--- Data for processing ---
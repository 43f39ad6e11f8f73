//! Plain record handed to the downstream task queue.

use crate::viability::{FinancialScenario, ViabilityReport};
use chrono::NaiveDate;
use serde::{Deserialize, Serialize};

/// A finished viability study, ready to be queued as an editorial task.
#[derive(Clone, Debug, PartialEq, Serialize, Deserialize)]
pub struct TaskRecord {
    pub title: String,
    pub created: NaiveDate,
    pub scenario: FinancialScenario,
    pub report: ViabilityReport,
    pub verdict_text: String,
}

impl TaskRecord {
    pub fn from_report(
        title: impl Into<String>,
        created: NaiveDate,
        scenario: FinancialScenario,
        report: ViabilityReport,
    ) -> Self {
        let verdict_text = report.summary();
        Self {
            title: title.into(),
            created,
            scenario,
            report,
            verdict_text,
        }
    }
}

#[cfg(test)]
mod tests {
    use super::*;
    use crate::viability::{run_viability, MonteCarloConfig};
    use rust_decimal::Decimal;

    #[test]
    fn task_record_roundtrip() {
        let scenario = FinancialScenario {
            asset_value: Decimal::new(300_000, 0),
            capital_to_raise: Decimal::new(100_000, 0),
            production_costs: Decimal::new(160_000, 0),
            years: 5,
            asset_uncertainty_pct: 10.0,
            cost_uncertainty_pct: 5.0,
        };
        let report = run_viability(&scenario, &MonteCarloConfig::default()).unwrap();
        let task = TaskRecord::from_report(
            "Planta de pirólisis",
            NaiveDate::from_ymd_opt(2026, 1, 15).unwrap(),
            scenario,
            report,
        );
        assert_eq!(task.verdict_text, task.report.summary());
        let s = serde_json::to_string(&task).unwrap();
        let back: TaskRecord = serde_json::from_str(&s).unwrap();
        assert_eq!(back.title, task.title);
        assert_eq!(back.created, task.created);
        assert_eq!(back.scenario, task.scenario);
        assert_eq!(back.report.verdict, task.report.verdict);
        assert_eq!(back.report.iterations, 1000);
    }
}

--- Task requirements ---
The complete listing, transcribed exactly, is the expected answer.

--- Result of this task ---
repository 43f39ad6e11f8f73
//! Plain record handed to the downstream task queue.

use crate::viability::{FinancialScenario, ViabilityReport};
use chrono::NaiveDate;
use serde::{Deserialize, Serialize};

/// A finished viability study, ready to be queued as an editorial task.
#[derive(Clone, Debug, PartialEq, Serialize, Deserialize)]
pub struct TaskRecord {
    pub title: String,
    pub created: NaiveDate,
    pub scenario: FinancialScenario,
    pub report: ViabilityReport,
    pub verdict_text: String,
}

impl TaskRecord {
    pub fn from_report(
        title: impl Into<String>,
        created: NaiveDate,
        scenario: FinancialScenario,
        report: ViabilityReport,
    ) -> Self {
        let verdict_text = report.summary();
        Self {
            title: title.into(),
            created,
            scenario,
            report,
            verdict_text,
        }
    }
}

#[cfg(test)]
mod tests {
    use super::*;
    use crate::viability::{run_viability, MonteCarloConfig};
    use rust_decimal::Decimal;

    #[test]
    fn task_record_roundtrip() {
        let scenario = FinancialScenario {
            asset_value: Decimal::new(300_000, 0),
            capital_to_raise: Decimal::new(100_000, 0),
            production_costs: Decimal::new(160_000, 0),
            years: 5,
            asset_uncertainty_pct: 10.0,
            cost_uncertainty_pct: 5.0,
        };
        let report = run_viability(&scenario, &MonteCarloConfig::default()).unwrap();
        let task = TaskRecord::from_report(
            "Planta de pirólisis",
            NaiveDate::from_ymd_opt(2026, 1, 15).unwrap(),
            scenario,
            report,
        );
        assert_eq!(task.verdict_text, task.report.summary());
        let s = serde_json::to_string(&task).unwrap();
        let back: TaskRecord = serde_json::from_str(&s).unwrap();
        assert_eq!(back.title, task.title);
        assert_eq!(back.created, task.created);
        assert_eq!(back.scenario, task.scenario);
        assert_eq!(back.report.verdict, task.report.verdict);
        assert_eq!(back.report.iterations, 1000);
    }
}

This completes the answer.